Gaza, tra rovine e macerie i cristiani sognano una pace giusta
Marie Duhamel - Città del Vaticano
Di fronte allo stato di devastazione in cui versa Gaza e di fronte all’immensità del dolore dei suoi abitanti, ma anche del lavoro e dell’impegno che li aspetta, i cristiani reagiranno assumendosi l’impegno a ricostruire e a prendersi cura degli uomini. Padre Gabriel Romanelli, parroco della Sacra Famiglia a Gaza City, riflette sulla speranza ora di vedere stabilirsi una pace giusta per tutti, “da un lato e dall’altro del muro”.
Padre Romanelli, qual è l’attuale stato d’animo dei suoi parrocchiani?
C’era il timore che questo passo potesse essere il primo, ma anche l'ultimo di questo processo di pace. E non sarebbe stata la prima volta che un processo, appena iniziato, finisce. Ma, ora sembra davvero possibile che questa guerra sia finita e che qualcosa di nuovo cominci. Nonostante il momento di serenità e di gioia, però, non si può dimenticare che Gaza è completamente distrutta. Molte delle persone che si sono rifugiate in parrocchia da noi non hanno più una casa, alcune sono state abbattute in queste ultime due settimane di guerra. L’ultimo giorno di violenza ha visto radere al suolo diversi quartieri e le persone hanno perso tutto, tra beni e ricordi. Le scuole, come le università, gli ospedali, tutte le strutture essenziali oggi mancano totalmente. La paura esiste, ma allo stesso tempo, ci rimettiamo al lavoro. Ci chiediamo cosa possiamo fare per il bene delle persone, per continuare ad aiutare i poveri. Grazie al patriarca latino di Gerusalemme, il cardinale Pierbattista Pizzaballa, e a molte associazioni, la piccola chiesa della Sacra Famiglia ha aiutato e continuerà ad aiutare migliaia di famiglie a Gaza.
Siete già in procinto di pianificare la vostra missione?

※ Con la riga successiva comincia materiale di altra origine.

//! # churn-predictor
//!
//! Customer churn prediction from a tabular dataset, from raw CSV to a
//! terminal form that scores one customer at a time.
//!
//! ## Core Design Principles
//!
//! - **One encoding, two consumers**: the encoder registry, feature order and
//!   scaler are fitted once by preprocessing, persisted, and reloaded verbatim
//!   by inference. Serving never refits anything.
//! - **Stateful Type Safety**: models carry their training state in the type
//!   system (`Unfitted` vs `Fitted`); only fitted models predict or serialize.
//! - **Training/Inference Separation**: the fitted model holds weights and
//!   bias only; loss, optimizer and regularizer live in the trainer.
//! - **No leakage**: category vocabularies and scaling statistics come from
//!   the training partition alone.
//!
//! ## Quick Start
//!
//! ```no_run
//! use churn_predictor::config::PipelineConfig;
//! use churn_predictor::inference::{FieldValue, Fields, InferenceContext};
//! use churn_predictor::preprocessing::Preprocessor;
//! use churn_predictor::trainer::train_from_artifacts;
//!
//! let config = PipelineConfig::default();
//! Preprocessor::new(config.clone())
//!     .run("data/raw/customer_churn.csv")?
//!     .write_artifacts(&config.processed_dir)?;
//! let summary = train_from_artifacts(&config)?;
//! println!("{}", summary.report);
//!
//! let ctx = InferenceContext::load(&config)?;
//! let mut fields = Fields::new();
//! fields.insert("Gender".into(), FieldValue::from("Male"));
//! fields.insert("Age".into(), FieldValue::from(40.0));
//! // ... every other feature in ctx.feature_order()
//! let prediction = ctx.predict(&fields)?;
//! println!("{}", prediction);
//! # Ok::<(), churn_predictor::error::ChurnError>(())
//! ```
//!
//! ## Module Structure
//!
//! - `config`: Paths, column names and hyperparameters (YAML-loadable)
//! - `fetch`: Dataset download and archive extraction
//! - `dataset`: Raw CSV frames, stratified splitting, batching
//! - `preprocessing`: Label encoding, scaling, the preprocessing pipeline
//! - `model`: Logistic regression with stateful type parameters
//! - `loss`, `optimizer`, `regularizers`: Training components
//! - `trainer`: Training loop, evaluation and the train stage
//! - `metrics`: Confusion matrix and classification report
//! - `inference`: Loaded serving context and single predictions
//! - `form`: Interactive terminal form

/// Pipeline configuration.
pub mod config;

/// Data loading utilities and dataset abstractions.
pub mod dataset;

/// Error taxonomy shared by every stage.
pub mod error;

/// Dataset acquisition over HTTP.
pub mod fetch;

/// Interactive prediction form.
pub mod form;

/// Serving-side feature encoding and prediction.
pub mod inference;

/// Differentiable loss functions for model training.
pub mod loss;

/// Classification metrics.
pub mod metrics;

/// Machine learning models with compile-time state safety.
pub mod model;

/// Optimization algorithms for parameter updates.
pub mod optimizer;

/// Data preprocessing transformers and the preprocessing pipeline.
pub mod preprocessing;

/// Weight regularization strategies to prevent overfitting.
pub mod regularizers;

/// Binary persistence of fitted parameters.
pub mod serialization;

/// High-level training loop orchestration.
pub mod trainer;

pub use config::PipelineConfig;
pub use error::{ChurnError, Result};
pub use inference::{FieldValue, Fields, InferenceContext, Prediction};
pub use preprocessing::{Preprocessor, ProcessedBundle};
pub use trainer::{train_from_artifacts, TrainingSummary};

Abbiamo fatto molto e vogliamo continuare così, ma sono necessarie trasformazioni. Avevamo tre scuole. Speriamo di poterle riaprire, ma due sono state bombardate, ed è pieno di rifugiati là. La scuola adiacente alla chiesa anche è occupata da rifugiati della comunità cristiana. Prima della guerra, nelle nostre scuole, avevamo 2250 alunni, la maggior parte musulmani, il 10% cristiani. Ma oggi dove possiamo mettere questi bambini? Tutte le scuole sono state messe a disposizione dei rifugiati. E poi, come facciamo a riorganizzare la vita sociale? Ci sono macerie ovunque. Tutti i sistemi di acque reflue sono distrutti, mancano acqua potabile ed elettricità, manca l’essenziale. Bisogna procedere con calma e continuare a pregare come abbiamo sempre fatto, con l'adorazione quotidiana, le omelie, i rosari. Occorre avere ogni giorno un tempo di incontro con i bambini, i giovani e anche con gli adulti. Perché la vita spirituale è il fondamento della nostra forza per continuare a servire l'enorme numero di poveri, così come gli anziani e le persone con disabilità.

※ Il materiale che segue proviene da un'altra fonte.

//! Standard Scaler (Z-score normalization).
//!
//! Transforms features by removing the mean and scaling to unit variance:
//! ```text
//! z = (x - u) / s
//! ```
//! where `u` is the per-feature mean of the training samples and `s` their
//! population standard deviation (ddof = 0). Constant features get `s = 1`.
//!
//! The statistics are learned once, on the training partition, and frozen:
//! the test partition and every inference row reuse them unchanged.

use crate::error::{ChurnError, Result};
use crate::preprocessing::traits::{FittedTransformer, Transformer};
use ndarray::{Array1, Array2, Axis};
use serde::{Deserialize, Serialize};

/// Configuration for StandardScaler.
#[derive(Clone, Debug, PartialEq, Serialize, Deserialize)]
pub struct StandardScalerConfig {
    /// Center the data before scaling.
    pub with_mean: bool,
    /// Scale the data to unit variance.
    pub with_std: bool,
}

impl Default for StandardScalerConfig {
    fn default() -> Self {
        Self {
            with_mean: true,
            with_std: true,
        }
    }
}

/// Serializable parameters for a fitted StandardScaler.
#[derive(Clone, Debug, PartialEq, Serialize, Deserialize)]
pub struct StandardScalerParams {
    pub config: StandardScalerConfig,
    /// Mean of each feature (zeros if `with_mean` is false).
    pub mean: Vec<f64>,
    /// Standard deviation of each feature (ones if `with_std` is false).
    pub std: Vec<f64>,
    pub n_features: usize,
}

/// StandardScaler transformer (unfitted).
#[derive(Clone, Debug, Default)]
pub struct StandardScaler {
    config: StandardScalerConfig,
}

impl StandardScaler {
    pub fn new() -> Self {
        Self::default()
    }

    pub fn with_mean(mut self, with_mean: bool) -> Self {
        self.config.with_mean = with_mean;
        self
    }

    pub fn with_std(mut self, with_std: bool) -> Self {
        self.config.with_std = with_std;
        self
    }
}

impl Transformer for StandardScaler {
    type Input = Array2<f64>;
    type Output = Array2<f64>;
    type Params = StandardScalerParams;
    type Fitted = FittedStandardScaler;

    fn fit(&self, data: &Self::Input) -> Result<Self::Fitted> {
        let (rows, cols) = data.dim();

        if rows == 0 {
            return Err(ChurnError::EmptyData(
                "Cannot fit StandardScaler on empty data".to_string(),
            ));
        }
        if data.iter().any(|v| !v.is_finite()) {
            return Err(ChurnError::InvalidValue {
                field: "StandardScaler input".to_string(),
                value: "non-finite value".to_string(),
            });
        }

        let mean = if self.config.with_mean {
            data.mean_axis(Axis(0))
                .unwrap_or_else(|| Array1::zeros(cols))
        } else {
            Array1::zeros(cols)
        };

        let std = if self.config.with_std {
            // Constant features would divide by zero
            data.std_axis(Axis(0), 0.0)
                .mapv(|s| if s == 0.0 { 1.0 } else { s })
        } else {
            Array1::ones(cols)
        };

        Ok(FittedStandardScaler {
            config: self.config.clone(),
            mean,
            std,
        })
    }
}

/// Fitted StandardScaler ready for inference.
#[derive(Clone, Debug)]
pub struct FittedStandardScaler {
    config: StandardScalerConfig,
    mean: Array1<f64>,
    std: Array1<f64>,
}

impl FittedStandardScaler {
    pub fn mean(&self) -> &Array1<f64> {
        &self.mean
    }

    pub fn std(&self) -> &Array1<f64> {
        &self.std
    }

    /// Scale a single feature vector with the frozen statistics.
    pub fn transform_row(&self, row: &Array1<f64>) -> Result<Array1<f64>> {
        self.check_width(row.len())?;
        Ok((row - &self.mean) / &self.std)
    }

    fn check_width(&self, cols: usize) -> Result<()> {
        if cols != self.n_features_in() {
            return Err(ChurnError::FeatureMismatch {
                expected: format!("{} features", self.n_features_in()),
                got: format!("{} features", cols),
            });
        }
        Ok(())
    }
}

impl FittedTransformer for FittedStandardScaler {
    type Input = Array2<f64>;
    type Output = Array2<f64>;
    type Params = StandardScalerParams;

    fn transform(&self, data: &Self::Input) -> Result<Self::Output> {
        self.check_width(data.ncols())?;
        Ok((data - &self.mean) / &self.std)
    }

    fn inverse_transform(&self, data: &Self::Output) -> Result<Self::Input> {
        self.check_width(data.ncols())?;
        Ok(data * &self.std + &self.mean)
    }

    fn extract_params(&self) -> Self::Params {
        StandardScalerParams {
            config: self.config.clone(),
            mean: self.mean.to_vec(),
            std: self.std.to_vec(),
            n_features: self.mean.len(),
        }
    }

    fn from_params(params: Self::Params) -> Result<Self> {
        if params.mean.len() != params.n_features || params.std.len() != params.n_features {
            return Err(ChurnError::Serialization(format!(
                "scaler declares {} features but stores {} means and {} stds",
                params.n_features,
                params.mean.len(),
                params.std.len()
            )));
        }
        Ok(Self {
            config: params.config,
            mean: Array1::from(params.mean),
            std: Array1::from(params.std),
        })
    }

    fn n_features_in(&self) -> usize {
        self.mean.len()
    }
}

#[cfg(test)]
mod tests {
    use super::*;
    use approx::assert_abs_diff_eq;
    use ndarray::array;

    fn create_test_data() -> Array2<f64> {
        array![[0.0, 1.0], [0.0, 1.0], [1.0, 3.0]]
    }

    #[test]
    fn test_standard_scaler_fit() {
        let fitted = StandardScaler::new().fit(&create_test_data()).unwrap();

        let mean = fitted.mean();
        assert_abs_diff_eq!(mean[0], 1.0 / 3.0, epsilon = 1e-10);
        assert_abs_diff_eq!(mean[1], 5.0 / 3.0, epsilon = 1e-10);
    }

    #[test]
    fn test_standard_scaler_transform_unit_variance() {
        let data = create_test_data();
        let transformed = StandardScaler::new().fit_transform(&data).unwrap();

        for col in transformed.axis_iter(Axis(1)) {
            assert_abs_diff_eq!(col.mean().unwrap(), 0.0, epsilon = 1e-10);
            assert_abs_diff_eq!(col.std(0.0), 1.0, epsilon = 1e-10);
        }
    }

    #[test]
    fn test_constant_feature_std_is_one() {
        let data = array![[5.0, 1.0], [5.0, 2.0]];
        let fitted = StandardScaler::new().fit(&data).unwrap();

        assert_eq!(fitted.std()[0], 1.0);
        let transformed = fitted.transform(&data).unwrap();
        assert_eq!(transformed.column(0).to_vec(), vec![0.0, 0.0]);
    }

    #[test]
    fn test_without_mean_and_std_is_identity() {
        let data = create_test_data();
        let transformed = StandardScaler::new()
            .with_mean(false)
            .with_std(false)
            .fit_transform(&data)
            .unwrap();
        assert_eq!(transformed, data);
    }

    #[test]
    fn test_inverse_transform() {
        let data = create_test_data();
        let fitted = StandardScaler::new().fit(&data).unwrap();
        let restored = fitted
            .inverse_transform(&fitted.transform(&data).unwrap())
            .unwrap();

        for (a, b) in data.iter().zip(restored.iter()) {
            assert_abs_diff_eq!(a, b, epsilon = 1e-10);
        }
    }

    #[test]
    fn test_transform_row_matches_matrix_transform() {
        let data = create_test_data();
        let fitted = StandardScaler::new().fit(&data).unwrap();

        let row = fitted.transform_row(&array![1.0, 3.0]).unwrap();
        let matrix = fitted.transform(&array![[1.0, 3.0]]).unwrap();

        assert_eq!(row.to_vec(), matrix.row(0).to_vec());
    }

    #[test]
    fn test_statistics_frozen_after_fit() {
        let train = create_test_data();
        let fitted = StandardScaler::new().fit(&train).unwrap();
        let before = fitted.extract_params();

        // Transforming wildly different data never changes the statistics
        let _ = fitted.transform(&array![[1000.0, -1000.0]]).unwrap();

        assert_eq!(fitted.extract_params(), before);
    }

    #[test]
    fn test_feature_mismatch() {
        let fitted = StandardScaler::new().fit(&create_test_data()).unwrap();
        assert!(matches!(
            fitted.transform(&array![[1.0, 2.0, 3.0]]),
            Err(ChurnError::FeatureMismatch { .. })
        ));
        assert!(fitted.transform_row(&array![1.0]).is_err());
    }

    #[test]
    fn test_empty_data() {
        let result = StandardScaler::new().fit(&Array2::zeros((0, 2)));
        assert!(matches!(result, Err(ChurnError::EmptyData(_))));
    }

    #[test]
    fn test_non_finite_rejected() {
        let result = StandardScaler::new().fit(&array![[f64::NAN, 1.0]]);
        assert!(result.is_err());
    }

    #[test]
    fn test_save_load_roundtrip() {
        let fitted = StandardScaler::new().fit(&create_test_data()).unwrap();
        let tmp = tempfile::tempdir().unwrap();
        let path = tmp.path().join("scaler.bin");

        fitted.save_to_file(&path).unwrap();
        let loaded = FittedStandardScaler::load_from_file(&path).unwrap();

        assert_eq!(loaded.extract_params(), fitted.extract_params());
        assert_eq!(loaded.n_features_in(), 2);
    }

    #[test]
    fn test_from_params_length_check() {
        let params = StandardScalerParams {
            config: StandardScalerConfig::default(),
            mean: vec![0.0],
            std: vec![1.0, 1.0],
            n_features: 2,
        };
        assert!(FittedStandardScaler::from_params(params).is_err());
    }
}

A Sharm el-Sheikh si sta pensando al futuro dello Stato di Palestina. Voi siete sostenuti dalla vostra fede. È il caso di tutti? Come si possono dirottare paura e rabbia verso qualcosa di costruttivo?
Fortunatamente devo dire che i cristiani d'Oriente sono esempi per noi. Sanno che la guerra è opera degli uomini, non di Dio. Sanno che in Dio, si trova la forza, la pace, la grazia, per continuare a vivere la nostra vita spirituale e servire tutti. E ciò che è veramente toccante è che mai ho sentito un cristiano esprimere un sentimento di rivalsa e di vendetta. Inoltre, in generale, si può dire che i cittadini del Medio Oriente credono in Dio. E anche se ci sono atteggiamenti che cambieranno senza dubbio a causa della guerra, la maggior parte della popolazione di Gaza e anche di Israele, e della Cisgiordania, dove la situazione è molto grave, è davvero stanca della guerra. Tutti desiderano che finisca. È per questo che speriamo sia l'inizio di un nuovo periodo di pace basato sulla giustizia. Perché se non si rispettano i diritti delle persone, che sia da un lato o dall'altro del muro, ci saranno problemi per il futuro.